The anxious anticipation gave way to a thrilling reunion. Brother and sister greeted each other with a bear hug and immediately recognized a family resemblance in each other's faces. They could barely catch their breaths as they started exchanging personal history. Roger and Kristie, who are one year and a half apart, had lived their entire lives without either of them knowing the other existed. Roger said he has always wanted to have a sister.
Looking back on their situation, Roger said that Dr. Hicks took “a lot of love, a lot of memories” away from them.
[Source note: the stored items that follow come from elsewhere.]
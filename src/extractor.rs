use crate::post::{PostContext, ReplyExcerpt};
use scraper::{ElementRef, Html, Selector};
use url::Url;

pub const POST_TEXT_SELECTOR: &str = r#"[data-testid="tweetText"]"#;
pub const AUTHOR_SELECTOR: &str = r#"[data-testid="User-Name"]"#;
pub const POST_BLOCK_SELECTOR: &str = r#"[data-testid="tweet"]"#;
pub const REPLY_INPUT_SELECTOR: &str = r#"[data-testid="tweetTextarea_0"]"#;
const REPLY_ID_ATTR: &str = "data-tweet-id";

pub const UNKNOWN_AUTHOR: &str = "Unknown";
pub const EMPTY_TEXT: &str = "";
const EMPTY_REPLY_ID: &str = "";

pub const MAX_REPLIES: usize = 10;

const HOST_DOMAINS: [&str; 2] = ["twitter.com", "x.com"];

fn is_host_domain(host: &str) -> bool {
    HOST_DOMAINS
        .iter()
        .any(|domain| host == *domain || host.ends_with(&format!(".{}", domain)))
}

/// True when the URL points anywhere on twitter.com or x.com.
pub fn is_host_page(url: &str) -> bool {
    Url::parse(url)
        .ok()
        .and_then(|u| u.host_str().map(is_host_domain))
        .unwrap_or(false)
}

/// Extract the numeric post id from a URL like x.com/{handle}/status/{id}.
pub fn post_id_from_url(url: &str) -> Option<String> {
    let parsed = Url::parse(url).ok()?;
    if !is_host_domain(parsed.host_str()?) {
        return None;
    }

    let mut segments = parsed.path_segments()?;
    let handle = segments.next()?;
    if handle.is_empty() || segments.next()? != "status" {
        return None;
    }

    // Only the leading digits count, so /status/123/photo/1 still resolves
    let id: String = segments
        .next()?
        .chars()
        .take_while(|c| c.is_ascii_digit())
        .collect();
    if id.is_empty() {
        None
    } else {
        Some(id)
    }
}

pub fn is_post_page(url: &str) -> bool {
    post_id_from_url(url).is_some()
}

/// Text content of the first match under `scope`, or `default` when the
/// element is missing or renders no text.
fn query_or(scope: ElementRef<'_>, selector: &Selector, default: &str) -> String {
    scope
        .select(selector)
        .next()
        .map(|element| element.text().collect::<String>())
        .filter(|text| !text.is_empty())
        .unwrap_or_else(|| default.to_string())
}

struct Selectors {
    post_text: Selector,
    author: Selector,
    post_block: Selector,
}

impl Selectors {
    fn parse() -> Option<Self> {
        Some(Self {
            post_text: Selector::parse(POST_TEXT_SELECTOR).ok()?,
            author: Selector::parse(AUTHOR_SELECTOR).ok()?,
            post_block: Selector::parse(POST_BLOCK_SELECTOR).ok()?,
        })
    }
}

/// Build a [`PostContext`] from a page snapshot.
///
/// Returns `None` when the URL is not a post page (the HTML is not parsed
/// at all in that case) or when the post body has not rendered yet. The
/// latter is worth retrying once the page settles.
pub fn extract_post_context(url: &str, html: &str) -> Option<PostContext> {
    let Some(post_id) = post_id_from_url(url) else {
        tracing::debug!(url, "not a post page");
        return None;
    };

    let document = Html::parse_document(html);
    let selectors = Selectors::parse()?;
    let root = document.root_element();

    if root.select(&selectors.post_text).next().is_none() {
        tracing::warn!(post_id = %post_id, "post body element not found");
        return None;
    }

    let body_text = query_or(root, &selectors.post_text, EMPTY_TEXT);
    let author_handle = query_or(root, &selectors.author, UNKNOWN_AUTHOR);

    // The first post block is the original post rendered inline
    let replies: Vec<ReplyExcerpt> = root
        .select(&selectors.post_block)
        .skip(1)
        .take(MAX_REPLIES)
        .map(|block| ReplyExcerpt {
            reply_id: block
                .value()
                .attr(REPLY_ID_ATTR)
                .unwrap_or(EMPTY_REPLY_ID)
                .to_string(),
            content: query_or(block, &selectors.post_text, EMPTY_TEXT),
            author: query_or(block, &selectors.author, UNKNOWN_AUTHOR),
        })
        .filter(|reply| !reply.content.trim().is_empty())
        .collect();

    tracing::debug!(post_id = %post_id, replies = replies.len(), "extracted post context");

    Some(PostContext {
        post_id,
        body_text,
        author_handle,
        replies,
    })
}

/// True when the page renders a reply input box.
pub fn has_reply_input(html: &str) -> bool {
    let Ok(selector) = Selector::parse(REPLY_INPUT_SELECTOR) else {
        return false;
    };
    Html::parse_document(html).select(&selector).next().is_some()
}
“I wish I had had a sister to pick on or picked on me or something,” he said. “I just don’t think [Hicks] had a right to play God and… bust up our family.”
Roger’s mother, Thelma Tipton, now 75, said she never forgot the daughter she thought she lost 51 years ago. Unlike most of the other Hicks moms who willingly gave up their babies, Thelma, who was a single mom at the time, said Hicks told her after she gave birth that Kriste was stillborn.
“[He said] she had a bad heart… and I believed it,” Tipton said.
She said Hicks even had her sign her daughter’s death certificate. One week later Hicks sold Kriste to her adoptive parents.
“He stole my daughter,” Tipton said. “He robbed me of my life… I missed out seeing [Kristie] growing up, missed out on her first tooth… her first day in school… I missed out on her wedding, I missed out on everything.”
Even with the knowledge of all that they missed, it was a bittersweet moment of triumph for the women, mother and daughter, to be finally reunited. They both celebrated their new found family and are making up for lost time.
“I’ve got both of my kids, my son-in-law, and my daughter-in-law and three of my grandkids, I’m happy,” Tipton said.